----- Data shown -----

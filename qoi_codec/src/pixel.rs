use crate::meta::QOI_CACHE_LEN;

/// An RGBA pixel with 8 bits per channel. Color channels are not
/// pre-multiplied with the alpha channel.
#[derive(Clone, Copy, Debug, Default, Eq, Hash, PartialEq)]
pub struct Pixel {
  /// Red channel value.
  pub r: u8,
  /// Green channel value.
  pub g: u8,
  /// Blue channel value.
  pub b: u8,
  /// Alpha channel value.
  pub a: u8,
}

// A pixel difference that fits one of the two differential ops. Deltas are
// signed and unbiased, the bias is applied when the op is written.
#[derive(Clone, Copy, Debug, Eq, PartialEq)]
pub enum PixelDiff {
  // `QOI_OP_DIFF` range, each delta within -2..=1.
  Diff(i8, i8, i8),
  // `QOI_OP_LUMA` range, green delta within -32..=31, red-green and
  // blue-green within -8..=7.
  Luma(i8, i8, i8),
}

impl Pixel {
  /// The implicit pixel preceding the first pixel of every image.
  pub const START: Pixel = Pixel { r: 0, g: 0, b: 0, a: 255 };

  /// The value every color cache slot holds before it is first written.
  pub const ZERO: Pixel = Pixel { r: 0, g: 0, b: 0, a: 0 };

  /// Creates a pixel from its four channels.
  pub const fn new(r: u8, g: u8, b: u8, a: u8) -> Self {
    Self { r, g, b, a }
  }

  /// Creates a fully opaque pixel.
  pub const fn opaque(r: u8, g: u8, b: u8) -> Self {
    Self { r, g, b, a: 255 }
  }

  /// The QOI color hash, i.e. the pixel's slot in the color cache.
  ///
  /// Multiplications wrap at 8 bits. Since 256 is a multiple of 64 the result
  /// is the same as the hash computed with wider integers.
  pub fn hash(&self) -> u8 {
    let sum = self
      .r
      .wrapping_mul(3)
      .wrapping_add(self.g.wrapping_mul(5))
      .wrapping_add(self.b.wrapping_mul(7))
      .wrapping_add(self.a.wrapping_mul(11));

    sum % QOI_CACHE_LEN as u8
  }

  // Attempts to express `self` as a difference from `prev`. The `Diff` range
  // is tried first, then `Luma`. Returns `None` when the alpha channel
  // differs or neither range fits.
  pub(crate) fn diff(&self, prev: &Pixel) -> Option<PixelDiff> {
    if self.a != prev.a {
      return None;
    }

    let dr = self.r.wrapping_sub(prev.r) as i8;
    let dg = self.g.wrapping_sub(prev.g) as i8;
    let db = self.b.wrapping_sub(prev.b) as i8;

    let diff_range = -2..=1;

    if diff_range.contains(&dr) && diff_range.contains(&dg) && diff_range.contains(&db) {
      return Some(PixelDiff::Diff(dr, dg, db));
    }

    if !(-32..=31).contains(&dg) {
      return None;
    }

    let dr_dg = dr.wrapping_sub(dg);
    let db_dg = db.wrapping_sub(dg);
    let luma_range = -8..=7;

    if luma_range.contains(&dr_dg) && luma_range.contains(&db_dg) {
      return Some(PixelDiff::Luma(dg, dr_dg, db_dg));
    }

    None
  }

  // Recreates a pixel from a `diff` against `prev`.
  pub(crate) fn from_diff(diff: PixelDiff, prev: &Pixel) -> Self {
    match diff {
      PixelDiff::Diff(dr, dg, db) => Self {
        r: prev.r.wrapping_add(dr as u8),
        g: prev.g.wrapping_add(dg as u8),
        b: prev.b.wrapping_add(db as u8),
        a: prev.a,
      },
      PixelDiff::Luma(dg, dr_dg, db_dg) => {
        let dr = dr_dg.wrapping_add(dg);
        let db = db_dg.wrapping_add(dg);

        Self {
          r: prev.r.wrapping_add(dr as u8),
          g: prev.g.wrapping_add(dg as u8),
          b: prev.b.wrapping_add(db as u8),
          a: prev.a,
        }
      }
    }
  }
}

impl From<[u8; 4]> for Pixel {
  fn from([r, g, b, a]: [u8; 4]) -> Self {
    Self { r, g, b, a }
  }
}

impl From<Pixel> for [u8; 4] {
  fn from(pixel: Pixel) -> Self {
    [pixel.r, pixel.g, pixel.b, pixel.a]
  }
}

-----

- Task requirements
Each record needs to be duplicated exactly.

- Worked solution
filename qoi_codec/src/pixel.rs
use crate::meta::QOI_CACHE_LEN;

/// An RGBA pixel with 8 bits per channel. Color channels are not
/// pre-multiplied with the alpha channel.
#[derive(Clone, Copy, Debug, Default, Eq, Hash, PartialEq)]
pub struct Pixel {
  /// Red channel value.
  pub r: u8,
  /// Green channel value.
  pub g: u8,
  /// Blue channel value.
  pub b: u8,
  /// Alpha channel value.
  pub a: u8,
}

// A pixel difference that fits one of the two differential ops. Deltas are
// signed and unbiased, the bias is applied when the op is written.
#[derive(Clone, Copy, Debug, Eq, PartialEq)]
pub enum PixelDiff {
  // `QOI_OP_DIFF` range, each delta within -2..=1.
  Diff(i8, i8, i8),
  // `QOI_OP_LUMA` range, green delta within -32..=31, red-green and
  // blue-green within -8..=7.
  Luma(i8, i8, i8),
}

impl Pixel {
  /// The implicit pixel preceding the first pixel of every image.
  pub const START: Pixel = Pixel { r: 0, g: 0, b: 0, a: 255 };

  /// The value every color cache slot holds before it is first written.
  pub const ZERO: Pixel = Pixel { r: 0, g: 0, b: 0, a: 0 };

  /// Creates a pixel from its four channels.
  pub const fn new(r: u8, g: u8, b: u8, a: u8) -> Self {
    Self { r, g, b, a }
  }

  /// Creates a fully opaque pixel.
  pub const fn opaque(r: u8, g: u8, b: u8) -> Self {
    Self { r, g, b, a: 255 }
  }

  /// The QOI color hash, i.e. the pixel's slot in the color cache.
  ///
  /// Multiplications wrap at 8 bits. Since 256 is a multiple of 64 the result
  /// is the same as the hash computed with wider integers.
  pub fn hash(&self) -> u8 {
    let sum = self
      .r
      .wrapping_mul(3)
      .wrapping_add(self.g.wrapping_mul(5))
      .wrapping_add(self.b.wrapping_mul(7))
      .wrapping_add(self.a.wrapping_mul(11));

    sum % QOI_CACHE_LEN as u8
  }

  // Attempts to express `self` as a difference from `prev`. The `Diff` range
  // is tried first, then `Luma`. Returns `None` when the alpha channel
  // differs or neither range fits.
  pub(crate) fn diff(&self, prev: &Pixel) -> Option<PixelDiff> {
    if self.a != prev.a {
      return None;
    }

    let dr = self.r.wrapping_sub(prev.r) as i8;
    let dg = self.g.wrapping_sub(prev.g) as i8;
    let db = self.b.wrapping_sub(prev.b) as i8;

    let diff_range = -2..=1;

    if diff_range.contains(&dr) && diff_range.contains(&dg) && diff_range.contains(&db) {
      return Some(PixelDiff::Diff(dr, dg, db));
    }

    if !(-32..=31).contains(&dg) {
      return None;
    }

    let dr_dg = dr.wrapping_sub(dg);
    let db_dg = db.wrapping_sub(dg);
    let luma_range = -8..=7;

    if luma_range.contains(&dr_dg) && luma_range.contains(&db_dg) {
      return Some(PixelDiff::Luma(dg, dr_dg, db_dg));
    }

    None
  }

  // Recreates a pixel from a `diff` against `prev`.
  pub(crate) fn from_diff(diff: PixelDiff, prev: &Pixel) -> Self {
    match diff {
      PixelDiff::Diff(dr, dg, db) => Self {
        r: prev.r.wrapping_add(dr as u8),
        g: prev.g.wrapping_add(dg as u8),
        b: prev.b.wrapping_add(db as u8),
        a: prev.a,
      },
      PixelDiff::Luma(dg, dr_dg, db_dg) => {
        let dr = dr_dg.wrapping_add(dg);
        let db = db_dg.wrapping_add(dg);

        Self {
          r: prev.r.wrapping_add(dr as u8),
          g: prev.g.wrapping_add(dg as u8),
          b: prev.b.wrapping_add(db as u8),
          a: prev.a,
        }
      }
    }
  }
}

impl From<[u8; 4]> for Pixel {
  fn from([r, g, b, a]: [u8; 4]) -> Self {
    Self { r, g, b, a }
  }
}

impl From<Pixel> for [u8; 4] {
  fn from(pixel: Pixel) -> Self {
    [pixel.r, pixel.g, pixel.b, pixel.a]
  }
}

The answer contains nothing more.